When valve 206 is closed, pressure across the drill bit 114 rises.
Pressure sensor 220 measures internal borehole pressure. One or
more sensors 230 monitor a position or status of the solenoid
actuated valve 206, an extension or retraction of the actuator 218
or both. The controller 222 utilizes information or data received
from the pressure sensor 220, the sensor 230, any other sensor or
device to diagnose and compensate for variation and degradation in
performance of the actuator 218, the valve 206, the extendable
member 202, the piston chamber 212, piston 213, piston rod 215 or
any combination thereof.
[0047] FIG. 3A depicts a radial cross-sectional schematic view of
the rotary steerable tool 128, with an extendable member assembly
130 that comprises the extendable members 202 where control of
extendable members 202 is based, at least in part, on an extendable
member diagnostics assembly 250 according to one or more aspects of
the present disclosure. As shown, the extendable members 202 are
close to or in contact with the tool body 203 in a closed position
or state and configured to extend outward into an open or actuated
position.
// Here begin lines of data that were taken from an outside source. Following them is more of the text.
/*
[INPUT]:  Task service, wallet identity, notifier and clipboard collaborators
[OUTPUT]: TaskCard view-model plus detached futures producing CardUpdate values
[POS]:    Card layer - orchestrates service calls and applies their results
[UPDATE]: When card operations or lifecycle rules change
*/

use std::future::Future;
use std::pin::Pin;
use std::sync::Arc;

use taskcard_adapter::{
    ApprovalSummary, Clipboard, Identity, Notifier, RoleFlags, Severity, Task, TaskId,
    TaskService, TaskStatus,
};
use tokio_util::sync::CancellationToken;
use tracing::{debug, error, warn};

use super::action::{CardAction, Operation, resolve_action};
use super::controls::{VisibleControls, visible_controls};
use super::state::CardState;

/// Detached card work. Spawn it, then feed its output back through
/// [`TaskCard::apply`].
pub type CardFuture<T> = Pin<Box<dyn Future<Output = T> + Send + 'static>>;

pub const SHARE_SUCCESS_MESSAGE: &str = "Copy to Clipboard";

/// Collaborators a card talks to
#[derive(Clone)]
pub struct CardServices {
    pub service: Arc<dyn TaskService>,
    pub identity: Arc<dyn Identity>,
    pub notifier: Arc<dyn Notifier>,
    pub clipboard: Arc<dyn Clipboard>,
}

/// Results of a refresh, gathered concurrently
#[derive(Debug, Clone)]
pub struct RefreshSnapshot {
    pub task: Result<Task, String>,
    pub approvals: Result<ApprovalSummary, String>,
    pub roles: RoleFlags,
}

/// Output of card futures. `generation` ties it to the task it was issued
/// for; `seq` orders refreshes of the same task by issue time.
#[derive(Debug, Clone)]
pub enum CardUpdate {
    Refreshed {
        generation: u64,
        seq: u64,
        snapshot: RefreshSnapshot,
    },
    Submitted {
        generation: u64,
        operation: Operation,
    },
    Failed {
        generation: u64,
        operation: Operation,
        message: String,
    },
}

impl CardUpdate {
    fn generation(&self) -> u64 {
        match self {
            CardUpdate::Refreshed { generation, .. }
            | CardUpdate::Submitted { generation, .. }
            | CardUpdate::Failed { generation, .. } => *generation,
        }
    }
}

#[derive(Debug, Clone, Copy, PartialEq, Eq)]
pub enum ApplyOutcome {
    /// Stale or post-unmount result, dropped
    Ignored,
    Updated,
    /// A submission went through; reload the task to observe it
    ReloadRequested,
}

/// View-model for one task card.
///
/// The card never changes the task itself. Every mutation goes through the
/// task service and shows up only after the next refresh.
pub struct TaskCard {
    services: CardServices,
    share_base_url: String,
    task_id: TaskId,
    generation: u64,
    refresh_issued: u64,
    refresh_applied: u64,
    lifecycle: Option<CancellationToken>,
    state: CardState,
}

impl TaskCard {
    pub fn new(services: CardServices, task_id: TaskId, share_base_url: impl Into<String>) -> Self {
        Self {
            services,
            share_base_url: share_base_url.into(),
            task_id,
            generation: 0,
            refresh_issued: 0,
            refresh_applied: 0,
            lifecycle: None,
            state: CardState::loading(),
        }
    }

    /// Start from task data already at hand
    pub fn with_task(mut self, task: Task) -> Self {
        self.task_id = task.id;
        self.install_task(task);
        self
    }

    pub fn task_id(&self) -> TaskId {
        self.task_id
    }

    pub fn state(&self) -> &CardState {
        &self.state
    }

    pub fn is_mounted(&self) -> bool {
        self.lifecycle.is_some()
    }

    pub fn status(&self) -> Option<&TaskStatus> {
        self.state.task.as_ref().map(|task| &task.status)
    }

    pub fn action(&self) -> Option<CardAction> {
        self.state.action
    }

    pub fn action_label(&self) -> Option<&'static str> {
        self.state.action.map(|action| action.label)
    }

    pub fn approvals_text(&self) -> String {
        self.state.approvals_text()
    }

    /// Nothing but share is offered until the task is known
    pub fn controls(&self) -> VisibleControls {
        match self.status() {
            Some(status) => visible_controls(status, self.state.roles),
            None => VisibleControls {
                share: true,
                ..VisibleControls::default()
            },
        }
    }

    pub fn share_url(&self) -> String {
        format!(
            "{}/tasks/{}",
            self.share_base_url.trim_end_matches('/'),
            self.task_id
        )
    }

    pub fn dismiss_error(&mut self) {
        self.state.error.dismiss();
    }

    /// Attach the card and load everything it displays
    pub fn mount(&mut self) -> CardFuture<Option<CardUpdate>> {
        if let Some(token) = self.lifecycle.take() {
            token.cancel();
        }
        self.lifecycle = Some(CancellationToken::new());
        self.refresh_future()
    }

    /// Detach the card; results still in flight are discarded
    pub fn unmount(&mut self) {
        if let Some(token) = self.lifecycle.take() {
            debug!(task_id = %self.task_id, "task card unmounted");
            token.cancel();
        }
    }

    /// Point the card at another task
    pub fn set_task_id(&mut self, task_id: TaskId) -> Option<CardFuture<Option<CardUpdate>>> {
        if task_id == self.task_id {
            return None;
        }
        self.task_id = task_id;
        self.generation += 1;
        self.state = CardState::loading();
        self.refresh()
    }

    /// New task data from the host; re-runs the fetches
    pub fn set_task(&mut self, task: Task) -> Option<CardFuture<Option<CardUpdate>>> {
        if task.id != self.task_id {
            self.task_id = task.id;
            self.generation += 1;
            self.state = CardState::loading();
        }
        self.install_task(task);
        self.refresh()
    }

    pub fn refresh(&mut self) -> Option<CardFuture<Option<CardUpdate>>> {
        self.lifecycle.as_ref()?;
        Some(self.refresh_future())
    }

    /// Fire the primary action for the current status
    pub fn invoke_action(&self) -> Option<CardFuture<Option<CardUpdate>>> {
        if !self.controls().action {
            return None;
        }
        let action = self.state.action?;
        self.submit(action.operation)
    }

    pub fn complete(&self) -> Option<CardFuture<Option<CardUpdate>>> {
        if !self.controls().complete {
            return None;
        }
        self.submit(Operation::Complete)
    }

    pub fn cancel(&self) -> Option<CardFuture<Option<CardUpdate>>> {
        if !self.controls().cancel {
            return None;
        }
        self.submit(Operation::Cancel)
    }

    /// Copy the card URL. Failures are reported through the notifier only.
    pub fn share(&self) -> Option<CardFuture<()>> {
        let token = self.lifecycle.clone()?;
        let clipboard = self.services.clipboard.clone();
        let notifier = self.services.notifier.clone();
        let url = self.share_url();

        Some(Box::pin(async move {
            let result = clipboard.write_text(&url).await;
            if token.is_cancelled() {
                return;
            }
            match result {
                Ok(()) => notifier.notify(SHARE_SUCCESS_MESSAGE, Severity::Info),
                Err(err) => {
                    error!(url = %url, error = %err, "failed to copy task url");
                    notifier.notify(&err.to_string(), Severity::Error);
                }
            }
        }))
    }

    /// Apply a finished future's result to the display state
    pub fn apply(&mut self, update: CardUpdate) -> ApplyOutcome {
        if !self.is_mounted() || update.generation() != self.generation {
            debug!(
                task_id = %self.task_id,
                generation = update.generation(),
                current = self.generation,
                "dropping stale card update"
            );
            return ApplyOutcome::Ignored;
        }

        match update {
            CardUpdate::Refreshed { seq, .. } if seq < self.refresh_applied => {
                debug!(
                    task_id = %self.task_id,
                    seq,
                    newest = self.refresh_applied,
                    "dropping refresh overtaken by a newer one"
                );
                ApplyOutcome::Ignored
            }
            CardUpdate::Refreshed { seq, snapshot, .. } => {
                self.refresh_applied = seq;
                self.state.loading = false;
                match snapshot.task {
                    Ok(task) => self.install_task(task),
                    Err(message) => self.state.error.raise(message),
                }
                match snapshot.approvals {
                    Ok(summary) => self.state.approvals = Some(summary),
                    Err(message) => self.state.error.raise(message),
                }
                self.state.roles = snapshot.roles;
                ApplyOutcome::Updated
            }
            CardUpdate::Submitted { .. } => ApplyOutcome::ReloadRequested,
            CardUpdate::Failed { message, .. } => {
                self.state.error.raise(message);
                ApplyOutcome::Updated
            }
        }
    }

    fn install_task(&mut self, task: Task) {
        let action = resolve_action(&task.status);
        if action.is_none() {
            if let TaskStatus::Unknown(raw) = &task.status {
                warn!(task_id = %task.id, status = %raw, "task has an unrecognized status; no action offered");
            }
        }
        self.state.action = action;
        self.state.loading = false;
        self.state.task = Some(task);
    }

    fn refresh_future(&mut self) -> CardFuture<Option<CardUpdate>> {
        self.refresh_issued += 1;
        let seq = self.refresh_issued;
        let token = self.lifecycle.clone().unwrap_or_default();
        let service = self.services.service.clone();
        let address = self.services.identity.current_address();
        let task_id = self.task_id;
        let generation = self.generation;

        Box::pin(async move {
            let (task, approvals, leader, member) = tokio::join!(
                service.get_task(task_id),
                fetch_approvals(service.as_ref(), task_id),
                service.has_leader_role(&address),
                service.has_member_role(&address),
            );
            if token.is_cancelled() {
                return None;
            }

            let roles = RoleFlags {
                is_leader: role_or_false(leader, "leader", &address),
                is_member: role_or_false(member, "member", &address),
            };
            let snapshot = RefreshSnapshot {
                task: task.map_err(|err| err.to_string()),
                approvals: approvals.map_err(|err| err.to_string()),
                roles,
            };
            Some(CardUpdate::Refreshed {
                generation,
                seq,
                snapshot,
            })
        })
    }

    fn submit(&self, operation: Operation) -> Option<CardFuture<Option<CardUpdate>>> {
        let token = self.lifecycle.clone()?;
        let service = self.services.service.clone();
        let notifier = self.services.notifier.clone();
        let task_id = self.task_id;
        let generation = self.generation;

        Some(Box::pin(async move {
            let result = match operation {
                Operation::Start => service.start_task(task_id).await,
                Operation::Review { note } => service.review_task(task_id, note).await,
                Operation::Complete => service.complete_task(task_id).await,
                Operation::Cancel => service.cancel_task(task_id).await,
            };
            if token.is_cancelled() {
                debug!(task_id = %task_id, operation = operation.name(), "card gone; result dropped");
                return None;
            }

            match result {
                Ok(()) => {
                    notifier.notify(operation.success_message(), operation.severity());
                    Some(CardUpdate::Submitted {
                        generation,
                        operation,
                    })
                }
                Err(err) => {
                    warn!(task_id = %task_id, operation = operation.name(), error = %err, "task call failed");
                    Some(CardUpdate::Failed {
                        generation,
                        operation,
                        message: err.to_string(),
                    })
                }
            }
        }))
    }
}

async fn fetch_approvals(
    service: &dyn TaskService,
    task_id: TaskId,
) -> taskcard_adapter::Result<ApprovalSummary> {
    let (approvals, min_quorum) =
        tokio::try_join!(service.get_quorum_approvals(task_id), service.get_min_quorum())?;
    Ok(ApprovalSummary::new(approvals, min_quorum))
}

fn role_or_false(result: taskcard_adapter::Result<bool>, role: &str, address: &str) -> bool {
    result.unwrap_or_else(|err| {
        warn!(role, address, error = %err, "role query failed");
        false
    })
}
/*
[INPUT]:  EVM private key (hex string)
[OUTPUT]: Signed messages and checksummed wallet address
[POS]:    Auth layer - EVM wallet implementation
[UPDATE]: When signing logic or EVM address formatting changes
*/

use std::str::FromStr;

use alloy_signer::Signer;
use alloy_signer_local::PrivateKeySigner;
use async_trait::async_trait;

use crate::auth::WalletSigner;
use crate::error::{Result, TaskServiceError};

/// Signer for EVM-compatible wallets
pub struct EvmWalletSigner {
    signer: PrivateKeySigner,
    address: String,
}

impl EvmWalletSigner {
    /// Create a new EVM wallet signer from a hex-encoded private key
    ///
    /// Supports both "0x"-prefixed and non-prefixed hex strings.
    pub fn new(private_key_hex: &str) -> Result<Self> {
        let private_key_hex = private_key_hex.strip_prefix("0x").unwrap_or(private_key_hex);
        let signer = PrivateKeySigner::from_str(private_key_hex)
            .map_err(|e| TaskServiceError::Config(format!("Invalid EVM private key: {}", e)))?;

        let address = signer.address().to_checksum(None);

        Ok(Self { signer, address })
    }
}

impl std::fmt::Debug for EvmWalletSigner {
    fn fmt(&self, f: &mut std::fmt::Formatter<'_>) -> std::fmt::Result {
        f.debug_struct("EvmWalletSigner")
            .field("address", &self.address)
            .finish_non_exhaustive()
    }
}

#[async_trait]
impl WalletSigner for EvmWalletSigner {
    fn address(&self) -> &str {
        &self.address
    }

    async fn sign_message(&self, message: &str) -> Result<String> {
        let signature = self
            .signer
            .sign_message(message.as_bytes())
            .await
            .map_err(|e| TaskServiceError::Signing(format!("Failed to sign EVM message: {}", e)))?;

        // [r, s, v]
        Ok(format!("0x{}", hex::encode(signature.as_bytes())))
    }
}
In the illustrated example, the extendable members 202
are coupled to the tool body 203 and pivot between the closed and
open positions or states via hinges 304 when actuated as discussed
with respect to FIGS. 2E and 2F. As mentioned above, the extendable
members 202 can be pushed outward and into the open position or
state by the piston rods 215 associated with pistons 213. In one or
more embodiments, the tool body 203 includes recesses 306 which
house the extendable members 202 when in the closed position or
state, thereby allowing the extendable members 202 to be flush with
the tool body 203.
[0048] In one or more embodiments, the rotary steerable tool 128
includes three extendable members 202 spaced 120 degrees apart
around the circumference of the tool 128. In one or more
embodiments, any number of extendable members 202 may be spaced at
any location or position about the circumference of the tool 128.
In one or more embodiments, the rotary steerable tool 128 comprises
a single extendable member 202. The extendable member 202 and
piston 213 illustrate one configuration of an extendable mechanism
for a RSS, for example, rotary steerable tool 128, designed to push
against the wall of the borehole 116 to urge or direct the drill
bit 114 in a direction. The rotary steerable tool 128 may include
various other types of extendable members or mechanisms, including,
but not limited to, pistons configured to push against the borehole
116 directly or extendable members 202 configured to be acted on by
fluid direction without an intermediate piston.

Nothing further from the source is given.